The city’s commercial community
We start in the streets of Nørreport and Mejlgade. Until 1850 this was the location of the city’s north gate where duty was claimed on all goods entering the city. In Mejlgade you pass the large merchants’ houses where business was brisk. It was also here in these houses that small industries began to emerge before industrialisation took off on a major scale towards the end of the 19th century.
Churches and convents – Police and peacefulness
From Mejlgade you arrive at the city centre and the cathedral. The foundation stone for this impressive building was laid in 1201, and the cathedral was completed in its present form during the first half of the 16th century. The City Hall was located in the city’s main square, the Store Torv, in front of the cathedral until 1857 at which time the old city hall was torn down and a new one was erected to the north side of the cathedral – this building today houses KØN - Gender Museum Denmark and the Occupation Museum.
From 1941 to 1983 the building held the police station. If you walk across the Main Square and the Small Square, where the gallows stood for many years, and then go on along the Vestergade street you reach the Church of Our Lady - yet another impressive church building and an old convent. From here you can carry on along Vestergade to Grønnegade and Møllestien, which is an idyllic old street with cosy well-preserved old houses.
The more recent part of Aarhus
If you walk from the Cathedral and cross the Clemens Bro bridge to go up the Strøget/Søndergade pedestrianised high street you enter a more recently developed part of the city. Aarhus expanded and developed significantly during the latter half of the 19th century, and many of the imposing townhouses along the high street were built during this period. Today this high street is pedestrianised and leads all the way to the central station – and the new shopping-centre, ‘Bruun’s Galleri’.

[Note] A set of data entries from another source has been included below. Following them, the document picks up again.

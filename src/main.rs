//! loomwire - message echo server and client over any registered transport

use std::path::PathBuf;
use std::time::Duration;

use bytes::BytesMut;
use tracing::{debug, info, warn, Level};
use tracing_subscriber::{EnvFilter, FmtSubscriber};

use loomwire::aio::{pool, AsyncOp};
use loomwire::common::{Configurable, MessagePipe, OptionName};
use loomwire::config::Config;
use loomwire::error::{Error, Result};
use loomwire::{metrics, transport};

/// Upper bound on a dial, handshake included
const DIAL_TIMEOUT: Duration = Duration::from_secs(10);

/// Pause after a failed accept before trying again
const ACCEPT_BACKOFF: Duration = Duration::from_millis(100);

fn main() -> Result<()> {
    let args = Args::parse();

    if args.version {
        print_version();
        return Ok(());
    }

    if let Some(config_type) = args.gen_config {
        let config = match config_type.as_str() {
            "client" => Config::default_client(),
            "server" => Config::default_server(),
            _ => {
                eprintln!("Unknown config type: {}. Use 'client' or 'server'", config_type);
                std::process::exit(1);
            }
        };
        let json = serde_json::to_string_pretty(&config)
            .map_err(|e| Error::Config(format!("Failed to encode config: {}", e)))?;
        println!("{}", json);
        return Ok(());
    }

    let config = match &args.config {
        Some(path) => Config::load(path)?,
        None => Config::default(),
    };

    // RUST_LOG directives win over the config file
    let filter = EnvFilter::try_from_default_env()
        .or_else(|_| EnvFilter::try_new(&config.log.level))
        .unwrap_or_else(|_| EnvFilter::new(Level::INFO.to_string()));

    let subscriber = FmtSubscriber::builder()
        .with_env_filter(filter)
        .with_target(false)
        .finish();
    tracing::subscriber::set_global_default(subscriber)
        .map_err(|e| Error::Config(format!("Failed to set tracing subscriber: {}", e)))?;

    pool::configure(config.pool_config())?;
    metrics::init_metrics();

    match args.command {
        Some(Command::Listen { url }) => run_listen(&config, &url),
        Some(Command::Dial { url, message }) => run_dial(&config, &url, &message),
        None => {
            print_help();
            std::process::exit(1);
        }
    }
}

/// Apply file defaults and TLS credentials to a dialer or listener
fn prepare<T: Configurable + ?Sized>(config: &Config, target: &T, url: &str) -> Result<()> {
    config.apply_defaults(target)?;
    if url.starts_with("tls+") {
        if let Some(tls) = config.tls_config()? {
            target.set_tls(tls)?;
        }
    }
    Ok(())
}

fn run_listen(config: &Config, url: &str) -> Result<()> {
    let listener = transport::listener(url)?;
    prepare(config, &*listener, url)?;
    listener.listen()?;
    info!(
        "loomwire v{} listening on {}",
        env!("CARGO_PKG_VERSION"),
        listener.get_string(OptionName::Url)?
    );

    let handle = pool::handle()?;
    loop {
        let op = AsyncOp::new();
        listener.accept(&op);
        op.wait();
        if let Err(e) = op.result() {
            match after_accept_error(&e) {
                AfterAccept::Stop => {
                    info!("Listener stopped: {}", e);
                    break;
                }
                AfterAccept::Retry => debug!("Accept failed: {}", e),
                AfterAccept::Backoff => {
                    warn!("Accept failed: {}", e);
                    std::thread::sleep(ACCEPT_BACKOFF);
                }
            }
            continue;
        }
        if let Some(conn) = op.take_connection(0) {
            handle.spawn(echo(MessagePipe::new(conn)));
        }
    }

    info!("Goodbye!");
    Ok(())
}

#[derive(Debug, PartialEq, Eq)]
enum AfterAccept {
    Stop,
    Retry,
    Backoff,
}

/// The listener is gone, one peer misbehaved, or the failure may persist
fn after_accept_error(err: &Error) -> AfterAccept {
    match err {
        Error::ConnectionClosed | Error::Canceled | Error::State(_) => AfterAccept::Stop,
        Error::HandshakeFailed(_) | Error::Timeout | Error::ConnectionReset => AfterAccept::Retry,
        _ => AfterAccept::Backoff,
    }
}

/// Send every message back until the peer goes away
async fn echo(pipe: MessagePipe) {
    let peer = pipe
        .connection()
        .get_addr(OptionName::RemoteAddr)
        .map(|a| a.to_string())
        .unwrap_or_else(|_| "unknown peer".to_string());
    info!("Connection from {}", peer);

    let op = AsyncOp::new();
    loop {
        pipe.recv(&op);
        op.wait_async().await;
        if let Err(e) = op.result() {
            debug!("{}: {}", peer, e);
            break;
        }
        let Some(msg) = op.take_message(0) else {
            break;
        };
        debug!("{} sent {} bytes", peer, msg.len());

        op.set_iov(vec![BytesMut::from(&msg[..])]);
        pipe.send(&op);
        op.wait_async().await;
        if let Err(e) = op.result() {
            debug!("{}: {}", peer, e);
            break;
        }
    }
    info!("Connection from {} closed", peer);
}

fn run_dial(config: &Config, url: &str, message: &str) -> Result<()> {
    let dialer = transport::dialer(url)?;
    prepare(config, &*dialer, url)?;

    let op = AsyncOp::new();
    op.set_timeout(Some(DIAL_TIMEOUT));
    dialer.dial(&op);
    op.wait();
    op.result()?;
    let conn = op
        .take_connection(0)
        .ok_or_else(|| Error::State("dial produced no connection".into()))?;
    let pipe = MessagePipe::new(conn);

    let op = AsyncOp::new();
    op.set_iov(vec![BytesMut::from(message.as_bytes())]);
    pipe.send(&op);
    op.wait();
    op.result()?;

    pipe.recv(&op);
    op.wait();
    op.result()?;
    let reply = op.take_message(0).unwrap_or_default();
    println!("{}", String::from_utf8_lossy(&reply));

    pipe.close();
    debug!("{}", metrics::gather());
    Ok(())
}

enum Command {
    Listen { url: String },
    Dial { url: String, message: String },
}

/// Command line arguments
struct Args {
    config: Option<PathBuf>,
    gen_config: Option<String>,
    version: bool,
    command: Option<Command>,
}

impl Args {
    fn parse() -> Self {
        let args: Vec<String> = std::env::args().collect();
        let mut config = None;
        let mut gen_config = None;
        let mut version = false;
        let mut positional = Vec::new();

        let mut i = 1;
        while i < args.len() {
            match args[i].as_str() {
                "-c" | "--config" => {
                    if i + 1 < args.len() {
                        config = Some(PathBuf::from(&args[i + 1]));
                        i += 1;
                    }
                }
                "--gen-config" => {
                    if i + 1 < args.len() {
                        gen_config = Some(args[i + 1].clone());
                        i += 1;
                    }
                }
                "-v" | "--version" => version = true,
                "-h" | "--help" => {
                    print_help();
                    std::process::exit(0);
                }
                arg if !arg.starts_with('-') => positional.push(arg.to_string()),
                _ => {}
            }
            i += 1;
        }

        let command = match positional.as_slice() {
            [cmd, url] if cmd == "listen" => Some(Command::Listen { url: url.clone() }),
            [cmd, url, message] if cmd == "dial" => Some(Command::Dial {
                url: url.clone(),
                message: message.clone(),
            }),
            _ => None,
        };

        Self {
            config,
            gen_config,
            version,
            command,
        }
    }
}

fn print_help() {
    println!(
        r#"loomwire - asynchronous stream messaging over TCP and TLS

USAGE:
    loomwire [OPTIONS] listen <URL>
    loomwire [OPTIONS] dial <URL> <MESSAGE>

OPTIONS:
    -c, --config <FILE>     Path to configuration file
    --gen-config <TYPE>     Generate example config (client/server)
    -v, --version           Print version information
    -h, --help              Print help information

EXAMPLES:
    loomwire listen tcp://127.0.0.1:5555
    loomwire dial tcp://127.0.0.1:5555 hello
    loomwire -c server.json listen tls+tcp://*:5556
    loomwire -c client.json dial tls+tcp://localhost:5556 hello
    loomwire --gen-config server > server.json
"#
    );
}

fn print_version() {
    println!("loomwire v{}", env!("CARGO_PKG_VERSION"));
    println!("Asynchronous stream messaging over TCP and TLS");
}

#[cfg(test)]
mod tests {
    use super::*;

    #[test]
    fn test_accept_errors() {
        assert_eq!(after_accept_error(&Error::ConnectionClosed), AfterAccept::Stop);
        assert_eq!(after_accept_error(&Error::Canceled), AfterAccept::Stop);
        assert_eq!(
            after_accept_error(&Error::HandshakeFailed("bad mac".into())),
            AfterAccept::Retry
        );
        let exhausted = std::io::Error::new(std::io::ErrorKind::Other, "too many open files");
        assert_eq!(after_accept_error(&Error::from(exhausted)), AfterAccept::Backoff);
    }
}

The present Central Station and the buildings around this square date back to the 1920s and the 1930s, as do the buildings in the Park Allé avenue. Park Allé is also the address of the City Hall which was inaugurated in 1941. From City Hall Square you can continue on to Frederiks Allé from where you can see some of the city’s more recent major buildings such as Concert Hall Aarhus, the Scandinavian Congress Center, and the ARoS Aarhus Kunstmuseum art museum.